USS S-5 (SS-110) was launched at Portsmouth Navy Yard in Kittery, Maine, on 10 November 1919, and commissioned about four months later. As August of 1920 drew to a close, she set out for an area off the Delaware Capes for sea trials. Then she was supposed to head for Baltimore as part of a routine recruiting tour. Unfortunately, she would not survive to be shown off. Today’s “Tidbit” is part one (of two) of her story.
Early in the afternoon on 1 September, LCDR Charles Cooke, Jr., S-5’s young but experienced and well-liked commanding officer, ordered the boat to crash dive. As procedure dictated, the main air-induction valve, which fed oxygen to the diesels, was left open until the engines came to a complete stop; it was supposed to be closed just before the submarine submerged completely. But at the critical moment, issues with another set of valves distracted Chief of the Boat Percy Fox, the man assigned to close the valve. When he noticed his error and slammed the lever, the valve jammed open. Water poured into the submarine and, given her downward angle, flooded forward. Most of the open vents throughout the boat were closed quickly, but the men in the torpedo room, way up in the bow, were quickly forced out of their space by the rising water. As they escaped, they slammed the watertight hatch closed behind them. They were not, however, able to close the vents through which the seawater poured, leaving the space open to the sea. The approximately 75 tons of extra weight in the bow and bilges pulled the sub inexorably down; she finally settled on the bottom nearly 200 feet below the surface.
There was both good and bad news for the 40-man crew. On the good side, four of the sub’s five compartments were essentially dry, the boat was upright, the hull was undamaged, there was some lighting, and any injuries that had been sustained were minor. On the bad side, the main-induction valve was still open a crack, allowing water to continue to trickle into the torpedo room, there was no way to pump water out of the space, and there was no means of communicating with any surface ships that might be passing by. For the next few hours, Cooke worked his way methodically through all his damage-control options, trying to get his boat back to the surface. She would not budge. Then, in a moment of either breathtaking ingenuity or acute desperation, Cooke blew all the remaining air in his tanks into the aft ballast tanks. The effect was immediate—S-5’s buoyant aft end sucked free of the muddy bottom and bobbed to the surface, tipping the boat to an angle of about 60 degrees and sending men, water, and loose objects tumbling down what had, moments before, been horizontal passageways.
Now there was a new problem. The space just aft of the torpedo room was the battery room. When saltwater pouring forward from the bilges hit the batteries it produced deadly chlorine gas. The men who remained in the compartment were quickly hauled up and through the hatch into control and the hatch was shut behind them. The ocean had now claimed forty percent of S-5’s “people tank.”

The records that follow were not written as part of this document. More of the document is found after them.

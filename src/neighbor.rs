/*!

Nearest-neighbour strategies for choosing who gets exposed.

A strategy answers one question: which agent in a given pool is closest, by Manhattan
distance, to a point? Ties go to the agent that comes first in pool order. [`LinearScan`]
answers it by walking the pool. [`SpatialGrid`] buckets every agent into square cells and
searches outward ring by ring; it gives exactly the same answers, ties included, and only
rebuilds its buckets after agents have moved.

*/

use crate::{
    HashMap,
    error::SimError,
    population::{Agent, AgentId, InfectionStatus, Position, pools::StatePools},
};
use serde::{Deserialize, Serialize};

/// A read-only view of the population handed to a [`NeighborSearch`].
pub struct SearchSpace<'a> {
    pub(crate) agents: &'a [Agent],
    pub(crate) pools: &'a StatePools,
    pub(crate) epoch: u64,
    pub(crate) exclude: Option<AgentId>,
}

impl SearchSpace<'_> {
    #[must_use]
    pub fn agents(&self) -> &[Agent] {
        self.agents
    }

    #[must_use]
    pub fn pool(&self, status: InfectionStatus) -> &[AgentId] {
        self.pools.members(status)
    }

    /// The agent's position within its current pool.
    #[must_use]
    pub fn slot(&self, agent_id: AgentId) -> usize {
        self.pools.slot(agent_id)
    }

    /// Changes whenever any agent has moved since the last query.
    #[must_use]
    pub fn epoch(&self) -> u64 {
        self.epoch
    }

    #[must_use]
    pub fn is_candidate(&self, agent_id: AgentId, target: InfectionStatus) -> bool {
        self.exclude != Some(agent_id) && self.agents[agent_id.index()].state() == target
    }
}

pub trait NeighborSearch {
    /// The agent in `target` closest to `origin`, or `None` if there is no candidate.
    fn closest(
        &mut self,
        space: &SearchSpace<'_>,
        origin: Position,
        target: InfectionStatus,
    ) -> Option<AgentId>;
}

#[derive(Copy, Clone, Debug, Default, PartialEq, Eq, Serialize, Deserialize)]
#[serde(rename_all = "snake_case")]
pub enum NeighborSearchKind {
    #[default]
    LinearScan,
    SpatialGrid,
}

impl NeighborSearchKind {
    #[must_use]
    pub fn build(self) -> Box<dyn NeighborSearch> {
        match self {
            NeighborSearchKind::LinearScan => Box::new(LinearScan),
            NeighborSearchKind::SpatialGrid => Box::new(SpatialGrid::default()),
        }
    }
}

/// Scans every member of the target pool.
#[derive(Copy, Clone, Debug, Default)]
pub struct LinearScan;

impl NeighborSearch for LinearScan {
    fn closest(
        &mut self,
        space: &SearchSpace<'_>,
        origin: Position,
        target: InfectionStatus,
    ) -> Option<AgentId> {
        let mut best: Option<(f64, AgentId)> = None;
        for &agent_id in space.pool(target) {
            if space.exclude == Some(agent_id) {
                continue;
            }
            let distance = space.agents[agent_id.index()]
                .position()
                .manhattan_distance(&origin);
            if best.is_none_or(|(best_distance, _)| distance < best_distance) {
                best = Some((distance, agent_id));
            }
        }
        best.map(|(_, agent_id)| agent_id)
    }
}

type Cell = (i64, i64);

/// Buckets agents into square cells of side `cell_size`.
pub struct SpatialGrid {
    cell_size: f64,
    // `(epoch, agent count)` the buckets were built for.
    built_for: Option<(u64, usize)>,
    cells: HashMap<Cell, Vec<AgentId>>,
    // Inclusive cell bounds `(min_x, max_x, min_y, max_y)` of the occupied cells.
    bounds: Option<(i64, i64, i64, i64)>,
}

impl Default for SpatialGrid {
    /// One cell per lattice spacing.
    fn default() -> Self {
        SpatialGrid::empty(1.0)
    }
}

impl SpatialGrid {
    /// A grid with cells of side `cell_size`, which must be finite and positive.
    pub fn with_cell_size(cell_size: f64) -> Result<Self, SimError> {
        if !cell_size.is_finite() || cell_size <= 0.0 {
            return Err(SimError::InvalidParameters(format!(
                "cell size must be a positive number, got {cell_size}"
            )));
        }
        Ok(SpatialGrid::empty(cell_size))
    }

    fn empty(cell_size: f64) -> Self {
        SpatialGrid {
            cell_size,
            built_for: None,
            cells: HashMap::default(),
            bounds: None,
        }
    }

    fn cell_of(&self, position: &Position) -> Cell {
        (
            (position.x / self.cell_size).floor() as i64,
            (position.y / self.cell_size).floor() as i64,
        )
    }

    fn rebuild(&mut self, space: &SearchSpace<'_>) {
        self.cells.clear();
        self.bounds = None;
        for agent in space.agents {
            let cell = self.cell_of(&agent.position());
            self.cells.entry(cell).or_default().push(agent.id());
            self.bounds = Some(match self.bounds {
                None => (cell.0, cell.0, cell.1, cell.1),
                Some((min_x, max_x, min_y, max_y)) => (
                    min_x.min(cell.0),
                    max_x.max(cell.0),
                    min_y.min(cell.1),
                    max_y.max(cell.1),
                ),
            });
        }
        self.built_for = Some((space.epoch, space.agents.len()));
    }

    /// Cells at Chebyshev distance exactly `ring` from `center`.
    fn ring_cells(center: Cell, ring: i64) -> Vec<Cell> {
        let (cx, cy) = center;
        if ring == 0 {
            return vec![center];
        }
        let mut cells = Vec::with_capacity(8 * ring as usize);
        for dx in -ring..=ring {
            cells.push((cx + dx, cy - ring));
            cells.push((cx + dx, cy + ring));
        }
        for dy in (-ring + 1)..ring {
            cells.push((cx - ring, cy + dy));
            cells.push((cx + ring, cy + dy));
        }
        cells
    }
}

impl NeighborSearch for SpatialGrid {
    fn closest(
        &mut self,
        space: &SearchSpace<'_>,
        origin: Position,
        target: InfectionStatus,
    ) -> Option<AgentId> {
        if self.built_for != Some((space.epoch, space.agents.len())) {
            self.rebuild(space);
        }
        let (min_x, max_x, min_y, max_y) = self.bounds?;
        let center = self.cell_of(&origin);

        // Best so far as `(distance, pool slot, id)`; the slot reproduces pool-order tie breaking.
        let mut best: Option<(f64, usize, AgentId)> = None;
        let mut ring = 0;
        loop {
            for cell in Self::ring_cells(center, ring) {
                let Some(bucket) = self.cells.get(&cell) else {
                    continue;
                };
                for &agent_id in bucket {
                    if !space.is_candidate(agent_id, target) {
                        continue;
                    }
                    let distance = space.agents[agent_id.index()]
                        .position()
                        .manhattan_distance(&origin);
                    let slot = space.slot(agent_id);
                    let better = match best {
                        None => true,
                        Some((best_distance, best_slot, _)) => {
                            distance < best_distance
                                || (distance == best_distance && slot < best_slot)
                        }
                    };
                    if better {
                        best = Some((distance, slot, agent_id));
                    }
                }
            }

            // Anything in an unvisited ring is strictly farther than `ring * cell_size`.
            if let Some((best_distance, _, _)) = best {
                if best_distance <= ring as f64 * self.cell_size {
                    break;
                }
            }
            let covers_all = center.0 - ring <= min_x
                && center.0 + ring >= max_x
                && center.1 - ring <= min_y
                && center.1 + ring >= max_y;
            if covers_all {
                break;
            }
            ring += 1;
        }

        best.map(|(_, _, agent_id)| agent_id)
    }
}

But now there was truly good news: S-5 was 231 feet long and therefore, even at an angle, taller than the water was deep. By listening to changes in tone as they tapped on the hull, crewmembers in the motor room, the aft-most (now top-most) compartment, were able to conjecture that about 17 feet of the stern was above water. Still, the aft escape hatch was thirty feet below the surface, so the men seized on the next-best means of escape: cutting a hole in the ¾-inch-thick hull. At about 2000, with nothing more than a collection of hand tools, the men began working. Cooke estimated it would take about three days to make a hole large enough for a person to squeeze through, problematic because there was virtually no freshwater aboard and the atmosphere, which could not be sufficiently refreshed through such a tiny hole, was becoming increasingly toxic. Plus, even the small amount of air escaping through the hole would cause S-5 to lose buoyancy like a rubber raft with a pinhole leak. The men could only hope to cut through before the boat settled enough to submerge their precious opening and drown them all.